Devant le roi de Sardaigne, qu’il trouva seul avec son ministre, ainsi qu’il avait été convenu, le comte de Noailles fit son discours :


« Sire,

« Le Roi, mon maître, se devait à lui-même le désaveu qu’il a fait de ce qui s’est passé sur le territoire de Votre Majesté et la punition des coupables.

« Mais les sentimens qu’il a toujours eus pour la personne de Votre Majesté ne lui ont pas permis de se borner à une attention qui ne pouvait satisfaire que sa justice.

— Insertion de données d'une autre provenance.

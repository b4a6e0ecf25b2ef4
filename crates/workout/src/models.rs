use std::fmt;
use std::str::FromStr;

use serde::{Deserialize, Serialize};
use time::{Duration, OffsetDateTime};
use uuid::Uuid;

use crate::distance::haversine_distance;

/// One GPS sample as delivered by the sensor layer.
///
/// A negative `speed` means the device did not report an instantaneous speed.
#[derive(Debug, Clone, Copy, PartialEq, Serialize, Deserialize)]
pub struct RawFix {
    pub latitude: f64,
    pub longitude: f64,
    pub altitude: f64,
    pub horizontal_accuracy: f64,
    pub vertical_accuracy: f64,
    #[serde(with = "time::serde::rfc3339")]
    pub timestamp: OffsetDateTime,
    pub speed: f64,
}

impl RawFix {
    /// Great-circle distance in meters to another fix.
    pub fn distance_to(&self, other: &RawFix) -> f64 {
        haversine_distance(self.latitude, self.longitude, other.latitude, other.longitude)
    }
}

/// A fix whose position has been replaced by the smoother's estimate.
///
/// Accuracy, speed and timestamp are carried through unchanged.
#[derive(Debug, Clone, Copy, PartialEq, Serialize, Deserialize)]
pub struct SmoothedFix {
    pub latitude: f64,
    pub longitude: f64,
    pub altitude: f64,
    pub horizontal_accuracy: f64,
    pub vertical_accuracy: f64,
    #[serde(with = "time::serde::rfc3339")]
    pub timestamp: OffsetDateTime,
    pub speed: f64,
}

impl SmoothedFix {
    pub fn distance_to(&self, other: &SmoothedFix) -> f64 {
        haversine_distance(self.latitude, self.longitude, other.latitude, other.longitude)
    }

    /// Instantaneous speed reported by the device, if any.
    pub fn reported_speed(&self) -> Option<f64> {
        (self.speed >= 0.0 && self.speed.is_finite()).then_some(self.speed)
    }
}

impl From<RawFix> for SmoothedFix {
    fn from(fix: RawFix) -> Self {
        Self {
            latitude: fix.latitude,
            longitude: fix.longitude,
            altitude: fix.altitude,
            horizontal_accuracy: fix.horizontal_accuracy,
            vertical_accuracy: fix.vertical_accuracy,
            timestamp: fix.timestamp,
            speed: fix.speed,
        }
    }
}

#[derive(Debug, Clone, Copy, PartialEq, Eq, Hash, Serialize, Deserialize)]
#[serde(rename_all = "lowercase")]
pub enum ActivityType {
    Running,
    Cycling,
    MountainBiking,
    Walking,
    Hiking,
    Unknown,
}

impl ActivityType {
    pub fn as_str(&self) -> &'static str {
        match self {
            ActivityType::Running => "running",
            ActivityType::Cycling => "cycling",
            ActivityType::MountainBiking => "mountainbiking",
            ActivityType::Walking => "walking",
            ActivityType::Hiking => "hiking",
            ActivityType::Unknown => "unknown",
        }
    }
}

impl fmt::Display for ActivityType {
    fn fmt(&self, f: &mut fmt::Formatter<'_>) -> fmt::Result {
        f.write_str(self.as_str())
    }
}

impl FromStr for ActivityType {
    type Err = String;

    fn from_str(s: &str) -> Result<Self, Self::Err> {
        match s.to_ascii_lowercase().as_str() {
            "running" | "run" => Ok(ActivityType::Running),
            "cycling" | "ride" | "bike" => Ok(ActivityType::Cycling),
            "mountainbiking" | "mtb" => Ok(ActivityType::MountainBiking),
            "walking" | "walk" => Ok(ActivityType::Walking),
            "hiking" | "hike" => Ok(ActivityType::Hiking),
            "unknown" | "other" => Ok(ActivityType::Unknown),
            other => Err(format!("unknown activity type: {other}")),
        }
    }
}

#[derive(Debug, Clone, Copy, PartialEq, Eq, Serialize, Deserialize)]
#[serde(rename_all = "lowercase")]
pub enum WorkoutState {
    Recording,
    Paused,
    Stopped,
}

impl fmt::Display for WorkoutState {
    fn fmt(&self, f: &mut fmt::Formatter<'_>) -> fmt::Result {
        let name = match self {
            WorkoutState::Recording => "recording",
            WorkoutState::Paused => "paused",
            WorkoutState::Stopped => "stopped",
        };
        f.write_str(name)
    }
}

/// A span of time during which the workout was paused.
///
/// `end_time` is `None` while the pause is still open.
#[derive(Debug, Clone, Copy, PartialEq, Serialize, Deserialize)]
pub struct PausedInterval {
    #[serde(with = "time::serde::rfc3339")]
    pub start_time: OffsetDateTime,
    #[serde(with = "time::serde::rfc3339::option")]
    pub end_time: Option<OffsetDateTime>,
}

impl PausedInterval {
    pub fn open(start_time: OffsetDateTime) -> Self {
        Self {
            start_time,
            end_time: None,
        }
    }

    pub fn is_open(&self) -> bool {
        self.end_time.is_none()
    }

    /// Length of the pause, measuring open intervals up to `now`.
    pub fn duration(&self, now: OffsetDateTime) -> Duration {
        self.end_time.unwrap_or(now) - self.start_time
    }
}

/// Summary of one fixed-distance segment of a workout.
#[derive(Debug, Clone, Copy, PartialEq, Serialize, Deserialize)]
pub struct Split {
    /// Zero-based position of the split within the workout.
    pub index: usize,
    /// Meters covered since the previous split.
    pub distance: f64,
    /// Moving seconds since the previous split.
    pub duration: f64,
    /// Seconds per kilometer over the split.
    pub pace: f64,
    pub elevation_gain: f64,
    /// Cumulative workout distance when the split closed.
    pub end_distance: f64,
}

#[derive(Debug, Clone, Copy, PartialEq, Serialize, Deserialize)]
pub struct WorkoutMetrics {
    pub state: WorkoutState,
    /// Meters.
    pub distance: f64,
    /// Seconds since the workout started, paused time included.
    pub elapsed_time: f64,
    /// Seconds spent recording.
    pub moving_time: f64,
    /// Seconds per kilometer over the live window.
    pub current_pace: Option<f64>,
    pub average_pace: f64,
    /// Meters per second.
    pub current_speed: Option<f64>,
    pub average_speed: f64,
    pub max_speed: f64,
    pub elevation_gain: f64,
    pub elevation_loss: f64,
    pub split_count: usize,
    pub sample_count: usize,
}

/// Average pace in seconds per kilometer, zero when either input is zero.
pub fn average_pace(distance_m: f64, moving_time_s: f64) -> f64 {
    if distance_m > 0.0 && moving_time_s > 0.0 {
        moving_time_s / (distance_m / 1000.0)
    } else {
        0.0
    }
}

/// Average speed in meters per second, zero when either input is zero.
pub fn average_speed(distance_m: f64, moving_time_s: f64) -> f64 {
    if distance_m > 0.0 && moving_time_s > 0.0 {
        distance_m / moving_time_s
    } else {
        0.0
    }
}

/// Finished workout handed to the persistence layer.
#[derive(Debug, Clone, PartialEq, Serialize, Deserialize)]
pub struct ActivitySnapshot {
    pub id: Uuid,
    pub activity_type: ActivityType,
    #[serde(with = "time::serde::rfc3339")]
    pub start_date: OffsetDateTime,
    #[serde(with = "time::serde::rfc3339")]
    pub end_date: OffsetDateTime,
    pub distance: f64,
    /// Seconds from start to stop, paused time included.
    pub duration: f64,
    pub moving_time: f64,
    pub elevation_gain: f64,
    pub elevation_loss: f64,
    pub average_pace: f64,
    pub locations: Vec<SmoothedFix>,
    pub splits: Vec<Split>,
    pub paused_intervals: Vec<PausedInterval>,
}
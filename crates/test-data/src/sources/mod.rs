//! Where synthetic and recorded fixes come from.
//!
//! - [`ProceduralGenerator`]: simulates a receiver following an athlete profile
//! - [`GpxLoader`]: reads and writes GPX files

mod gpx_files;
mod procedural;

pub use gpx_files::{GpxError, GpxLoader};
pub use procedural::{GeneratedTrack, ProceduralGenerator, TrackConfig};
//! Serial executor for a [`Recorder`].
//!
//! Every call on a [`SessionHandle`] becomes a command on one channel, and a
//! single task applies them in arrival order, so fixes are never reordered
//! or processed concurrently. Live metrics are published on a watch channel
//! after every command and once a second.

use std::sync::Arc;
use std::time::Duration;

use tokio::sync::{mpsc, oneshot, watch};
use tokio::time::MissedTickBehavior;
use tracing::debug;

use crate::admission::FilterStatistics;
use crate::coverage::ObservedVisit;
use crate::errors::{WorkoutError, WorkoutResult};
use crate::models::{ActivitySnapshot, ActivityType, RawFix, WorkoutMetrics};
use crate::recorder::{ProcessedFix, Recorder};
use crate::store::ActivityStore;

const COMMAND_BUFFER: usize = 256;
const TICK: Duration = Duration::from_secs(1);

type Reply<T> = oneshot::Sender<WorkoutResult<T>>;

enum Command {
    Start(ActivityType, Reply<()>),
    ProcessFix(RawFix, Reply<ProcessedFix>),
    Metrics(Reply<WorkoutMetrics>),
    Statistics(Reply<FilterStatistics>),
    Pause(Reply<()>),
    Resume(Reply<()>),
    Stop(Reply<ActivitySnapshot>),
    HandOff(Arc<dyn ActivityStore>, Reply<ActivitySnapshot>),
    UpsertTiles(Vec<ObservedVisit>, Reply<()>),
}

pub struct SessionActor {
    recorder: Recorder,
    commands: mpsc::Receiver<Command>,
    metrics: watch::Sender<Option<WorkoutMetrics>>,
}

impl SessionActor {
    /// Moves `recorder` onto its own task. Must be called within a tokio runtime.
    pub fn spawn(recorder: Recorder) -> SessionHandle {
        let (command_tx, command_rx) = mpsc::channel(COMMAND_BUFFER);
        let (metrics_tx, metrics_rx) = watch::channel(None);

        let actor = SessionActor {
            recorder,
            commands: command_rx,
            metrics: metrics_tx,
        };
        tokio::spawn(actor.run());

        SessionHandle {
            commands: command_tx,
            metrics: metrics_rx,
        }
    }

    async fn run(mut self) {
        let mut ticker = tokio::time::interval(TICK);
        ticker.set_missed_tick_behavior(MissedTickBehavior::Skip);

        loop {
            tokio::select! {
                biased;
                command = self.commands.recv() => match command {
                    Some(command) => self.handle(command),
                    None => break,
                },
                _ = ticker.tick() => {}
            }
            self.publish_metrics();
        }

        debug!("session actor stopped, all handles dropped");
    }

    fn handle(&mut self, command: Command) {
        // A caller that stopped waiting for its reply is not an error.
        match command {
            Command::Start(activity_type, reply) => {
                let _ = reply.send(self.recorder.start(activity_type));
            }
            Command::ProcessFix(fix, reply) => {
                let _ = reply.send(self.recorder.process_fix(fix));
            }
            Command::Metrics(reply) => {
                let _ = reply.send(self.recorder.metrics_snapshot());
            }
            Command::Statistics(reply) => {
                let _ = reply.send(self.recorder.statistics());
            }
            Command::Pause(reply) => {
                let _ = reply.send(self.recorder.pause());
            }
            Command::Resume(reply) => {
                let _ = reply.send(self.recorder.resume());
            }
            Command::Stop(reply) => {
                let _ = reply.send(self.recorder.stop());
            }
            Command::HandOff(store, reply) => {
                let _ = reply.send(self.recorder.hand_off(store.as_ref()));
            }
            Command::UpsertTiles(visits, reply) => {
                let _ = reply.send(self.recorder.upsert_tiles(&visits));
            }
        }
    }

    fn publish_metrics(&self) {
        let metrics = self.recorder.metrics_snapshot().ok();
        self.metrics.send_if_modified(|current| {
            if *current == metrics {
                false
            } else {
                *current = metrics;
                true
            }
        });
    }
}

/// Cloneable front end of a [`SessionActor`].
#[derive(Clone)]
pub struct SessionHandle {
    commands: mpsc::Sender<Command>,
    metrics: watch::Receiver<Option<WorkoutMetrics>>,
}

impl SessionHandle {
    async fn request<T>(&self, command: impl FnOnce(Reply<T>) -> Command) -> WorkoutResult<T> {
        let (reply_tx, reply_rx) = oneshot::channel();
        self.commands
            .send(command(reply_tx))
            .await
            .map_err(|_| WorkoutError::SessionClosed)?;
        reply_rx.await.map_err(|_| WorkoutError::SessionClosed)?
    }

    pub async fn start(&self, activity_type: ActivityType) -> WorkoutResult<()> {
        self.request(|reply| Command::Start(activity_type, reply)).await
    }

    pub async fn process_fix(&self, fix: RawFix) -> WorkoutResult<ProcessedFix> {
        self.request(|reply| Command::ProcessFix(fix, reply)).await
    }

    pub async fn metrics_snapshot(&self) -> WorkoutResult<WorkoutMetrics> {
        self.request(Command::Metrics).await
    }

    pub async fn statistics(&self) -> WorkoutResult<FilterStatistics> {
        self.request(Command::Statistics).await
    }

    pub async fn pause(&self) -> WorkoutResult<()> {
        self.request(Command::Pause).await
    }

    pub async fn resume(&self) -> WorkoutResult<()> {
        self.request(Command::Resume).await
    }

    pub async fn stop(&self) -> WorkoutResult<ActivitySnapshot> {
        self.request(Command::Stop).await
    }

    pub async fn hand_off(&self, store: Arc<dyn ActivityStore>) -> WorkoutResult<ActivitySnapshot> {
        self.request(|reply| Command::HandOff(store, reply)).await
    }

    pub async fn upsert_tiles(&self, visits: Vec<ObservedVisit>) -> WorkoutResult<()> {
        self.request(|reply| Command::UpsertTiles(visits, reply)).await
    }

    /// Live metrics, `None` while no workout exists.
    pub fn subscribe_metrics(&self) -> watch::Receiver<Option<WorkoutMetrics>> {
        self.metrics.clone()
    }
}
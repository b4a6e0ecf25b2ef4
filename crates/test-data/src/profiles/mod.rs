//! Athletic profiles that drive simulated movement.
//!
//! A profile sets how fast a simulated athlete moves over terrain. The
//! procedural source turns that speed into sensor samples.

mod cyclist;
mod hiker;
mod runner;
mod stationary;

pub use cyclist::CyclistProfile;
pub use hiker::HikerProfile;
pub use runner::RunnerProfile;
pub use stationary::StationaryProfile;

use rand_distr::{Distribution, Normal};
use workout::ActivityType;

pub trait AthleteProfile: Send + Sync {
    /// Activity the generated track should be recorded as.
    fn activity_type(&self) -> ActivityType;

    /// Base speed on flat terrain in meters per second.
    fn base_speed_mps(&self) -> f64;

    /// Speed multiplier for a grade expressed as a fraction (0.05 = 5%).
    ///
    /// Below 1.0 is slower than base (uphill), above is faster (downhill).
    fn grade_factor(&self, grade: f64) -> f64;

    /// Day-to-day variation as a coefficient of variation.
    fn variance(&self) -> f64;
}

/// Looks up a profile by activity name ("run", "ride", "mtb", "hike", "stationary", ...).
pub fn by_name(name: &str) -> Option<Box<dyn AthleteProfile>> {
    if name.eq_ignore_ascii_case("stationary") {
        return Some(Box::new(StationaryProfile::default()));
    }
    let profile: Box<dyn AthleteProfile> = match name.parse::<ActivityType>().ok()? {
        ActivityType::Running => Box::new(RunnerProfile::default()),
        ActivityType::Cycling => Box::new(CyclistProfile::default()),
        ActivityType::MountainBiking => Box::new(CyclistProfile::mountain_biker()),
        ActivityType::Walking => Box::new(HikerProfile::leisurely()),
        ActivityType::Hiking => Box::new(HikerProfile::default()),
        ActivityType::Unknown => return None,
    };
    Some(profile)
}

/// Speed in m/s at `grade`, scaled by a sampled variance factor.
pub fn speed_at_grade(profile: &dyn AthleteProfile, grade: f64, variance_factor: f64) -> f64 {
    let target = profile.base_speed_mps() * profile.grade_factor(grade);
    // Floor keeps every step moving forward.
    (target * variance_factor).max(0.1)
}

/// Samples a multiplier around 1.0 from the profile's variance.
pub fn sample_variance(profile: &dyn AthleteProfile, rng: &mut impl rand::Rng) -> f64 {
    match Normal::new(1.0, profile.variance()) {
        Ok(normal) if profile.variance() > 0.0 => normal.sample(rng).clamp(0.7, 1.4),
        _ => 1.0,
    }
}
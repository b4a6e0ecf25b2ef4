//! Persistence seam for finished workouts.

use std::collections::HashMap;
use std::sync::Mutex;

use tracing::debug;
use uuid::Uuid;

use crate::errors::StoreError;
use crate::models::ActivitySnapshot;

pub trait ActivityStore: Send + Sync {
    fn save_activity(&self, activity: &ActivitySnapshot) -> Result<(), StoreError>;
    fn get_activity(&self, id: Uuid) -> Result<ActivitySnapshot, StoreError>;
    /// Most recent first.
    fn list_activities(&self) -> Result<Vec<ActivitySnapshot>, StoreError>;
}

#[derive(Debug, Default)]
pub struct InMemoryActivityStore {
    activities: Mutex<HashMap<Uuid, ActivitySnapshot>>,
}

impl InMemoryActivityStore {
    pub fn new() -> Self {
        Self::default()
    }

    fn lock(&self) -> Result<std::sync::MutexGuard<'_, HashMap<Uuid, ActivitySnapshot>>, StoreError> {
        self.activities
            .lock()
            .map_err(|_| StoreError::Unavailable("activity map lock poisoned".to_string()))
    }
}

impl ActivityStore for InMemoryActivityStore {
    fn save_activity(&self, activity: &ActivitySnapshot) -> Result<(), StoreError> {
        self.lock()?.insert(activity.id, activity.clone());
        debug!(activity = %activity.id, "saved activity");
        Ok(())
    }

    fn get_activity(&self, id: Uuid) -> Result<ActivitySnapshot, StoreError> {
        self.lock()?
            .get(&id)
            .cloned()
            .ok_or(StoreError::NotFound(id))
    }

    fn list_activities(&self) -> Result<Vec<ActivitySnapshot>, StoreError> {
        let mut activities: Vec<ActivitySnapshot> = self.lock()?.values().cloned().collect();
        activities.sort_by(|a, b| b.start_date.cmp(&a.start_date));
        Ok(activities)
    }
}
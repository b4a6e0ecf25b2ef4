//! Great-circle distance shared by the filter, accumulator and coverage code.

use geo::{Distance as _, Haversine, Point};

/// Haversine distance in meters between two (lat, lon) pairs in degrees.
pub fn haversine_distance(lat1: f64, lon1: f64, lat2: f64, lon2: f64) -> f64 {
    Haversine.distance(Point::new(lon1, lat1), Point::new(lon2, lat2))
}

/// Offsets a coordinate by the given meters north and east.
///
/// Flat-earth approximation, fine for the few hundred meters used when
/// laying out synthetic tracks.
pub fn offset_meters(lat: f64, lon: f64, north_m: f64, east_m: f64) -> (f64, f64) {
    const METERS_PER_DEGREE: f64 = 111_320.0;
    let d_lat = north_m / METERS_PER_DEGREE;
    let d_lon = east_m / (METERS_PER_DEGREE * lat.to_radians().cos());
    (lat + d_lat, lon + d_lon)
}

« Le Roi, mon maître, a voulu que cette circonstance servît à resserrer toujours davantage les liens de l’amitié qui ne l’unissent pas moins intimement à Votre Majesté que les liens du sang.

« Je viens ici en porter de sa part le témoignage le plus solennel.

« Rien n’est plus honorable pour moi que d’exécuter des ordres dictés par le cœur du Roi, mon maître, et d’assurer à Votre Majesté que son amitié lui sera toujours chère et précieuse. »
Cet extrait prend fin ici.